Multinational companies continue to dominate the sales of baby care products in the region. In all of the regional markets Beiersdrof and Johnson & Johnson appear among the top players. The Serbian subsidiary of Henkel is also quite strong. Local market players are also performing well, although they fall behind the big players. The local manufacturers have a particular advantage as they usually market products with lower unit prices and good reputation among the consumers. On other hand the limited advertisement and point of sales promotions, organized by them are decreasing their chances to head the competitive ladder.

The Distribution

Majority of the baby care products in the region are sold though store based retailing. However, recently the Internet is turning into an important factor for baby care products sales, as many young parents are browsing online for information about their purchases and consumer reviews in online forums, and consequently are purchasing more online. Online sales also sometimes offer better unit prices than the corresponding products purchased through the retail network. The offline portion of sales is distributed between chemists/pharmacies, drugstore chains and modern retailers –supermarkets, hypermarkets and discounters. Although the sales though grocery retailers already have significant share in countries like Bulgaria or Serbia, drugstores and pharmacies remain very important channel for baby care sales, mainly because of the specialized advice, which shop assistants there can offer to the clients.

The advertisement

Baby care products, as mentioned above, are mainly advertised by viral marketing, word of mouth messages and recommendations by other parents, pediatricians and pharmacists, etc. Some products, mainly baby specific hair care products are also advertised through the mass media, but majority of brands would prefer to advertise online in specialized parents forums or though the retail distribution channels. Promotions are playing important role in the popularization of the baby care brands, as consumers are not particularly loyal to the brands presented and tend to experiment with new products, especially if they come in “two on the price of one” form.

The prospects

The forecast period looks cloudier for the baby care industry than the last five years have been. The fast growth witnessed before the crisis is not expected to return soon, especially when couple of the countries in the region are heading for a second dip in the recession. But as long as parents would continue to search for the best for their babies despite the economic hardships, the market for baby products is not expected to suffer much. The forecast compound annual growth rate in constant value terms is expected to be around 2.2% in each of the reviewed markets for the period until 2016.

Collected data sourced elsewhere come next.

use crate::api::types::{ApiPayload, Food, Region, RegionId};
use crate::app::Services;
use crate::commands::Page;
use crate::map::{MapService, FOCUS_ZOOM};
use crate::query::{Query, QueryState};
use crate::ui::components::{KeyResult, SearchEvent, SearchInput};
use crate::ui::ensure_valid_selection;
use crate::ui::renderfns::truncate;
use crate::ui::view::{Shortcut, View, ViewAction};
use crate::ui::views::FoodDetailView;
use crossterm::event::{KeyCode, KeyEvent};
use ratatui::prelude::*;
use ratatui::symbols;
use ratatui::widgets::canvas::{Canvas, Map, MapResolution};
use ratatui::widgets::{Block, Borders, List, ListItem, ListState, Paragraph};
use tracing::info;

const NOT_FOUND: &str = "Daerah tidak ditemukan";
const NO_FOODS: &str = "Belum ada data makanan untuk daerah ini";

#[derive(Debug, Clone, Copy, PartialEq, Eq)]
enum Focus {
  Regions,
  Foods,
}

/// Region map with the foods of the selected region underneath.
pub struct ExplorerView {
  services: Services,
  regions: Query<ApiPayload>,
  map: MapService,
  markers_placed: bool,
  region_state: ListState,
  search: SearchInput,
  selected: Option<RegionId>,
  foods: Option<Query<ApiPayload>>,
  food_state: ListState,
  focus: Focus,
  message: Option<&'static str>,
}

impl ExplorerView {
  pub fn new(services: Services) -> Self {
    let api = services.api.clone();
    let mut regions = Query::new(move || {
      let api = api.clone();
      async move { Ok(api.get_regions().await) }
    });
    regions.fetch();

    let mut map = MapService::new();
    map.init_map(None, None);

    Self {
      services,
      regions,
      map,
      markers_placed: false,
      region_state: ListState::default(),
      search: SearchInput::new(" Cari Daerah ", "Cari daerah..."),
      selected: None,
      foods: None,
      food_state: ListState::default(),
      focus: Focus::Regions,
      message: None,
    }
  }

  fn all_regions(&self) -> &[Region] {
    self.regions.data().map(|p| p.regions.as_slice()).unwrap_or(&[])
  }

  /// Regions whose name contains the search term, case-insensitively.
  fn visible_regions(&self) -> Vec<&Region> {
    let term = self.search.query().trim().to_lowercase();
    self
      .all_regions()
      .iter()
      .filter(|r| term.is_empty() || r.name.to_lowercase().contains(&term))
      .collect()
  }

  fn region_foods(&self) -> &[Food] {
    self
      .foods
      .as_ref()
      .and_then(|q| q.data())
      .map(|p| p.foods.as_slice())
      .unwrap_or(&[])
  }

  fn place_markers(&mut self) {
    let regions = self.all_regions().to_vec();
    self.map.clear_markers();
    if !regions.is_empty() {
      self.map.add_multiple_markers(&regions);
      self.map.fit_bounds();
    }
    self.markers_placed = true;
  }

  /// Center the map on the region and load its foods.
  fn select_region(&mut self, region: &Region) {
    info!("Exploring region {}", region.name);
    if let Some((lat, lng)) = region.coordinates() {
      self.map.set_center(lat, lng, Some(FOCUS_ZOOM));
    }

    self.selected = Some(region.id);
    self.message = None;
    self.food_state = ListState::default();

    let api = self.services.api.clone();
    let region_id = region.id;
    let mut foods = Query::new(move || {
      let api = api.clone();
      async move { Ok(api.get_foods_by_region(region_id).await) }
    });
    foods.fetch();
    // Any previous region's request is aborted on drop
    self.foods = Some(foods);
  }

  fn clear_selection(&mut self) {
    self.selected = None;
    self.foods = None;
    self.message = None;
    self.focus = Focus::Regions;
  }

  fn on_search_changed(&mut self, term: &str) {
    self.region_state.select(Some(0));
    if term.trim().is_empty() {
      self.map.fit_bounds();
      self.clear_selection();
      return;
    }

    let matches: Vec<Region> = self.visible_regions().into_iter().cloned().collect();
    match matches.as_slice() {
      [] => {
        self.foods = None;
        self.selected = None;
        self.message = Some(NOT_FOUND);
      }
      [only] => {
        if self.selected != Some(only.id) {
          self.select_region(only);
        }
      }
      _ => self.message = None,
    }
  }

  fn render_regions(&mut self, frame: &mut Frame, area: Rect) {
    let visible: Vec<Region> = self.visible_regions().into_iter().cloned().collect();
    ensure_valid_selection(&mut self.region_state, visible.len());

    let title = match self.regions.state() {
      QueryState::Loading => " Daerah (loading...) ".to_string(),
      _ => format!(" Daerah ({}) ", visible.len()),
    };
    let border = if self.focus == Focus::Regions { Color::Yellow } else { Color::Blue };
    let block = Block::default()
      .title(title)
      .borders(Borders::ALL)
      .border_style(Style::default().fg(border));

    let payload_error = self
      .regions
      .data()
      .filter(|p| !p.success)
      .map(|p| p.error.clone().unwrap_or_else(|| "Gagal memuat data".to_string()));
    if let Some(error) = payload_error {
      let paragraph = Paragraph::new(format!("{}\nTekan r untuk mencoba lagi.", error))
        .style(Style::default().fg(Color::Red))
        .block(block);
      frame.render_widget(paragraph, area);
      return;
    }

    let width = area.width.saturating_sub(8) as usize;
    let items: Vec<ListItem> = visible
      .iter()
      .map(|region| {
        let style = if Some(region.id) == self.selected {
          Style::default().fg(Color::Yellow).bold()
        } else {
          Style::default()
        };
        ListItem::new(Line::from(Span::styled(
          truncate(&format!("{} {}", region.emoji, region.name), width),
          style,
        )))
      })
      .collect();
    let list = List::new(items)
      .block(block)
      .highlight_style(Style::default().bg(Color::DarkGray).add_modifier(Modifier::BOLD))
      .highlight_symbol("> ");
    frame.render_stateful_widget(list, area, &mut self.region_state);
  }

  fn render_map(&self, frame: &mut Frame, area: Rect) {
    let block = Block::default()
      .title(" Peta Makanan Daerah Indonesia ")
      .borders(Borders::ALL)
      .border_style(Style::default().fg(Color::Green));
    let Some(viewport) = self.map.viewport() else {
      frame.render_widget(block, area);
      return;
    };

    let bounds = viewport.bounds();
    let markers = self.map.markers();
    let selected = self.selected;
    let canvas = Canvas::default()
      .block(block.title_bottom(format!(" zoom {} ", viewport.zoom)))
      .marker(symbols::Marker::Braille)
      .x_bounds([bounds.west, bounds.east])
      .y_bounds([bounds.south, bounds.north])
      .paint(move |ctx| {
        ctx.draw(&Map {
          resolution: MapResolution::High,
          color: Color::DarkGray,
        });
        ctx.layer();
        for marker in markers {
          let is_selected = selected.is_some() && marker.region_id == selected;
          let span = if is_selected {
            Span::styled(format!("● {}", marker.title), Style::default().fg(Color::Yellow).bold())
          } else {
            Span::styled("●", Style::default().fg(Color::Red))
          };
          ctx.print(marker.lng, marker.lat, span);
        }
      });
    frame.render_widget(canvas, area);
  }

  fn render_foods(&mut self, frame: &mut Frame, area: Rect) {
    let len = self.region_foods().len();
    ensure_valid_selection(&mut self.food_state, len);

    let loading = self.foods.as_ref().is_some_and(|q| q.is_loading());
    let title = if loading {
      " Makanan di Daerah yang Dipilih (loading...) ".to_string()
    } else {
      " Makanan di Daerah yang Dipilih ".to_string()
    };
    let border = if self.focus == Focus::Foods { Color::Yellow } else { Color::Blue };
    let block = Block::default()
      .title(title)
      .borders(Borders::ALL)
      .border_style(Style::default().fg(border));

    let placeholder = if let Some(message) = self.message {
      Some(message.to_string())
    } else if self.foods.is_none() {
      Some("Pilih daerah untuk melihat makanannya".to_string())
    } else if len == 0 && !loading {
      Some(NO_FOODS.to_string())
    } else {
      None
    };
    if let Some(text) = placeholder {
      frame.render_widget(
        Paragraph::new(text).style(Style::default().fg(Color::DarkGray)).block(block),
        area,
      );
      return;
    }

    let width = area.width.saturating_sub(20) as usize;
    let items: Vec<ListItem> = self
      .region_foods()
      .iter()
      .map(|food| {
        let rating = food
          .rating
          .map(|r| format!("{:.1}", r))
          .unwrap_or_else(|| "N/A".to_string());
        ListItem::new(Line::from(vec![
          Span::styled(format!("⭐ {:<4} ", rating), Style::default().fg(Color::Yellow)),
          Span::styled(food.name.clone(), Style::default().bold()),
          Span::styled(
            format!("  {}", truncate(food.description.as_deref().unwrap_or(""), width)),
            Style::default().fg(Color::Gray),
          ),
        ]))
      })
      .collect();
    let list = List::new(items)
      .block(block)
      .highlight_style(Style::default().bg(Color::DarkGray).add_modifier(Modifier::BOLD))
      .highlight_symbol("> ");
    frame.render_stateful_widget(list, area, &mut self.food_state);
  }
}

impl View for ExplorerView {
  fn handle_key(&mut self, key: KeyEvent) -> ViewAction {
    match self.search.handle_key(key) {
      KeyResult::Event(SearchEvent::Changed(term)) => {
        self.on_search_changed(&term);
        return ViewAction::None;
      }
      KeyResult::Event(SearchEvent::Submitted(_)) | KeyResult::Handled => return ViewAction::None,
      KeyResult::NotHandled => {}
    }

    match key.code {
      KeyCode::Tab => {
        self.focus = match self.focus {
          Focus::Regions if self.foods.is_some() => Focus::Foods,
          _ => Focus::Regions,
        };
      }
      KeyCode::Char('j') | KeyCode::Down => match self.focus {
        Focus::Regions => self.region_state.select_next(),
        Focus::Foods => self.food_state.select_next(),
      },
      KeyCode::Char('k') | KeyCode::Up => match self.focus {
        Focus::Regions => self.region_state.select_previous(),
        Focus::Foods => self.food_state.select_previous(),
      },
      KeyCode::Enter => match self.focus {
        Focus::Regions => {
          let region = self
            .region_state
            .selected()
            .and_then(|idx| self.visible_regions().get(idx).map(|r| (*r).clone()));
          if let Some(region) = region {
            self.select_region(&region);
          }
        }
        Focus::Foods => {
          let food = self
            .food_state
            .selected()
            .and_then(|idx| self.region_foods().get(idx))
            .cloned();
          if let Some(food) = food {
            return ViewAction::Push(Box::new(FoodDetailView::new(food, self.services.clone())));
          }
        }
      },
      KeyCode::Char('+') | KeyCode::Char('=') => self.map.zoom_by(1),
      KeyCode::Char('-') => self.map.zoom_by(-1),
      KeyCode::Char('b') => self.map.fit_bounds(),
      KeyCode::Char('r') => {
        self.markers_placed = false;
        self.regions.refetch();
      }
      KeyCode::Char('q') | KeyCode::Esc => {
        if self.selected.is_some() || self.message.is_some() {
          self.clear_selection();
          self.map.fit_bounds();
        } else {
          return ViewAction::Pop;
        }
      }
      _ => {}
    }
    ViewAction::None
  }

  fn render(&mut self, frame: &mut Frame, area: Rect) {
    let rows = Layout::vertical([Constraint::Percentage(65), Constraint::Percentage(35)]).split(area);
    let top = Layout::horizontal([Constraint::Length(30), Constraint::Min(20)]).split(rows[0]);

    self.render_regions(frame, top[0]);
    self.render_map(frame, top[1]);
    self.render_foods(frame, rows[1]);
    self.search.render_overlay(frame, top[0]);
  }

  fn breadcrumb_label(&self) -> String {
    let name = self
      .selected
      .and_then(|id| self.all_regions().iter().find(|r| r.id == id))
      .map(|r| r.name.clone());
    match name {
      Some(name) => format!("{} [{}]", Page::Explorer.label(), name),
      None => Page::Explorer.label().to_string(),
    }
  }

  fn page(&self) -> Page {
    Page::Explorer
  }

  fn captures_input(&self) -> bool {
    self.search.is_active()
  }

  fn tick(&mut self) {
    if self.regions.poll() || (!self.markers_placed && self.regions.data().is_some()) {
      self.place_markers();
    }
    if let Some(foods) = self.foods.as_mut() {
      foods.poll();
    }
  }

  fn shortcuts(&self) -> Vec<Shortcut> {
    vec![
      Shortcut::new("/", "cari daerah").with_priority(10),
      Shortcut::new("Enter", "pilih").with_priority(20),
      Shortcut::new("Tab", "fokus").with_priority(30),
      Shortcut::new("+/-", "zoom").with_priority(40),
      Shortcut::new("b", "fit").with_priority(50),
      Shortcut::new("q", "back").with_priority(90),
    ]
  }
}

The main driver for the growth in future is expected to remain the curiosity of the consumers and their will to experiment with new formulas and their continuous sharing of information on manufacturers and products with the other consumers. Manufacturers are expected to expand their operations in less developed sectors like baby and child specific hair care and baby specific sun care, while continuing to market products in the well-established baby toiletries and baby skin care categories. With the growing popularity of Internet in the region and the growing penetration of high speed internet connection, more consumers are also expected to make informed decisions and to make their purchases online. Overall the industry is heading for a challenging period, at full speed ahead.